## [WORK INSTRUCTIONS]
Which lines of the records hold the string "TestServer"? Report only how many of them there are.

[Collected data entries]
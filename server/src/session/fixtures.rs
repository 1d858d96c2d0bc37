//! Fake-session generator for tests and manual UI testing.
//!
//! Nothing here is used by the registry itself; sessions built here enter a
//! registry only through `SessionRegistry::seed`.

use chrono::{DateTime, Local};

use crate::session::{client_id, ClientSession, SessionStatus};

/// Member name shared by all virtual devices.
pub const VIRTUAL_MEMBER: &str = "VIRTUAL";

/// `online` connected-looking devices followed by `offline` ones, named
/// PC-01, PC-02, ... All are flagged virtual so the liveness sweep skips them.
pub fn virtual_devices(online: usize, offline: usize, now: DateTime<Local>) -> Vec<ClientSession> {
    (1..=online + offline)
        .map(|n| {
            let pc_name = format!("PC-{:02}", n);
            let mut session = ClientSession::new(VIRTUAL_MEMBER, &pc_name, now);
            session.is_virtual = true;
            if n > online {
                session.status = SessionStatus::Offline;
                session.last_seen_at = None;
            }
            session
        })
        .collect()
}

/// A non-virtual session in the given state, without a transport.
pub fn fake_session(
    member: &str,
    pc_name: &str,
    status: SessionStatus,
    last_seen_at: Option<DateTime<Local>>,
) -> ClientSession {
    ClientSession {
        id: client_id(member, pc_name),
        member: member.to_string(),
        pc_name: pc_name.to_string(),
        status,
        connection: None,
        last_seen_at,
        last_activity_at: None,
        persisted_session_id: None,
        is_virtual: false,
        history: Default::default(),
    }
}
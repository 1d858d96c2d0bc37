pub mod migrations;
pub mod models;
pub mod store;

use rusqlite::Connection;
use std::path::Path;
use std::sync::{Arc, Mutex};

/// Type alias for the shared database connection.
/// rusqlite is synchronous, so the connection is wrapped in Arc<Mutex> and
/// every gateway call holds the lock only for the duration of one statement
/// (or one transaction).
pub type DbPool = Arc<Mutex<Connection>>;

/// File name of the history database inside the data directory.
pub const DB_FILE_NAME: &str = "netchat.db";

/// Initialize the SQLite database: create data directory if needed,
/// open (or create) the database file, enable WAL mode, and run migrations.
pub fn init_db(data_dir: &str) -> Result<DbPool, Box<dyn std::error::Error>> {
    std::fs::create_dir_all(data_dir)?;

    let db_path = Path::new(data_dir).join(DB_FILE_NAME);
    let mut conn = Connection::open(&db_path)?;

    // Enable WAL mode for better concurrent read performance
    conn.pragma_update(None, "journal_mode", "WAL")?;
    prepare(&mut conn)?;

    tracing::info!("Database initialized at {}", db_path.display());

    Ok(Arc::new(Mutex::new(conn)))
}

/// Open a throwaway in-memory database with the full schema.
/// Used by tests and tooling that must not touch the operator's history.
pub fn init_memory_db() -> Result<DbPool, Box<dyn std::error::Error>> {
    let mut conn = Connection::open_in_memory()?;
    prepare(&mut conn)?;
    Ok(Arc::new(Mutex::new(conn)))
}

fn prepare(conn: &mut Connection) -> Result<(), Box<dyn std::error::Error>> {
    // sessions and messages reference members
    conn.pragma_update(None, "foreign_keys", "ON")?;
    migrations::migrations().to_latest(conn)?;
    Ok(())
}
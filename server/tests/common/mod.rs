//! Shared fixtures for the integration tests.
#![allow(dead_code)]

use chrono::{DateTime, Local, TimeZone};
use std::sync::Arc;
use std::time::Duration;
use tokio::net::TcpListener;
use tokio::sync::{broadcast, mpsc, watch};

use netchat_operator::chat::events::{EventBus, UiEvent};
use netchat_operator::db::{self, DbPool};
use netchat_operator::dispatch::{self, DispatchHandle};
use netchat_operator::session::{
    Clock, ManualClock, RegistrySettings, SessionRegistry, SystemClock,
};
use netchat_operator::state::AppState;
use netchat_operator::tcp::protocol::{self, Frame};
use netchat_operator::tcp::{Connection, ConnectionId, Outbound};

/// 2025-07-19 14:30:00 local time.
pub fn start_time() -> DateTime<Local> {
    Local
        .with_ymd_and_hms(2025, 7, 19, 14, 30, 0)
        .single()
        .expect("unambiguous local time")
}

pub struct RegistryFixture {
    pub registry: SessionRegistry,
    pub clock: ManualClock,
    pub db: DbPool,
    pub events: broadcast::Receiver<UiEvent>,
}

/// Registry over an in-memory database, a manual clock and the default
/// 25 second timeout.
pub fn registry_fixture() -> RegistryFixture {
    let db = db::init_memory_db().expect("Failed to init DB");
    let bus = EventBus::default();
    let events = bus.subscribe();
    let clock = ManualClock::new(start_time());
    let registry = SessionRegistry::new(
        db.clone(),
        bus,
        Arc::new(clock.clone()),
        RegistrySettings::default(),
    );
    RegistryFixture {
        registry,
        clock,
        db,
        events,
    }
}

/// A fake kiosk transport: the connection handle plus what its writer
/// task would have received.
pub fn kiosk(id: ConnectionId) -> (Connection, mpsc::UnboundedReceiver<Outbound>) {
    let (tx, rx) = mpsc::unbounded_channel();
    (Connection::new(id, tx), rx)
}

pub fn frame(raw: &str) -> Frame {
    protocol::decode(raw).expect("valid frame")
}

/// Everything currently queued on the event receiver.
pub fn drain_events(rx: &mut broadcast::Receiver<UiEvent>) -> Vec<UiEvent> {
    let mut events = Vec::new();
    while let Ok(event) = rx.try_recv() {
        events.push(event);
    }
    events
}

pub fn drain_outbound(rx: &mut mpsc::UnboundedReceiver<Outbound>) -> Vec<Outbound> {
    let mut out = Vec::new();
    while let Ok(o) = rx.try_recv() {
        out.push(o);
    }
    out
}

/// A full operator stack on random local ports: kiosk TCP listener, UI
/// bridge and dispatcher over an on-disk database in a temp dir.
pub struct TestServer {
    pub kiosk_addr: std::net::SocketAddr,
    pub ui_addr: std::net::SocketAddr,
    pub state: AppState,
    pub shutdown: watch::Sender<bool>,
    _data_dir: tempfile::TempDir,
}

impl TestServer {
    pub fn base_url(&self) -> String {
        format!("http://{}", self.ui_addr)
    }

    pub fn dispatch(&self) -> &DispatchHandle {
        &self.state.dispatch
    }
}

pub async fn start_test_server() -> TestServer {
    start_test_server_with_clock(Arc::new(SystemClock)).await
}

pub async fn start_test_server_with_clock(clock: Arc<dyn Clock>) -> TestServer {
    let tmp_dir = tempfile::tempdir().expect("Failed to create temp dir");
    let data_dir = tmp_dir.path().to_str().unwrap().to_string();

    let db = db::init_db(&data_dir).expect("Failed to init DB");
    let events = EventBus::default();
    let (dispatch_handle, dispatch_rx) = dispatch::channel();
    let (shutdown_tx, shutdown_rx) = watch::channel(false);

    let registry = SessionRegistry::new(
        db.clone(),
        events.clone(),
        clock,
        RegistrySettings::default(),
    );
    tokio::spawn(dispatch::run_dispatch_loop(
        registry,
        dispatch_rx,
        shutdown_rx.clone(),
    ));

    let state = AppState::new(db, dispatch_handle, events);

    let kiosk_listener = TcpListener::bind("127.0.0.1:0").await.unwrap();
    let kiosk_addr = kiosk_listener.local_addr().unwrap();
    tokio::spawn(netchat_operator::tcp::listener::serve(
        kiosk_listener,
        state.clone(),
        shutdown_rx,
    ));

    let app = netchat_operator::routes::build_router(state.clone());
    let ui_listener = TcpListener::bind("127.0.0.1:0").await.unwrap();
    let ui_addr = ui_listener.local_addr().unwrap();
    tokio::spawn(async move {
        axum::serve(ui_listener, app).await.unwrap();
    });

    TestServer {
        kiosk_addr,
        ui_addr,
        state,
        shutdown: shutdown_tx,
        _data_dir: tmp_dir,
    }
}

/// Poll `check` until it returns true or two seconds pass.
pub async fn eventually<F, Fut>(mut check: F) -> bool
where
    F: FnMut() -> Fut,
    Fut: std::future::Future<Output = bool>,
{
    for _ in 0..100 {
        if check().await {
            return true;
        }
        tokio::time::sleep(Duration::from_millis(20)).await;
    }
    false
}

## [ANSWER SECTION]
5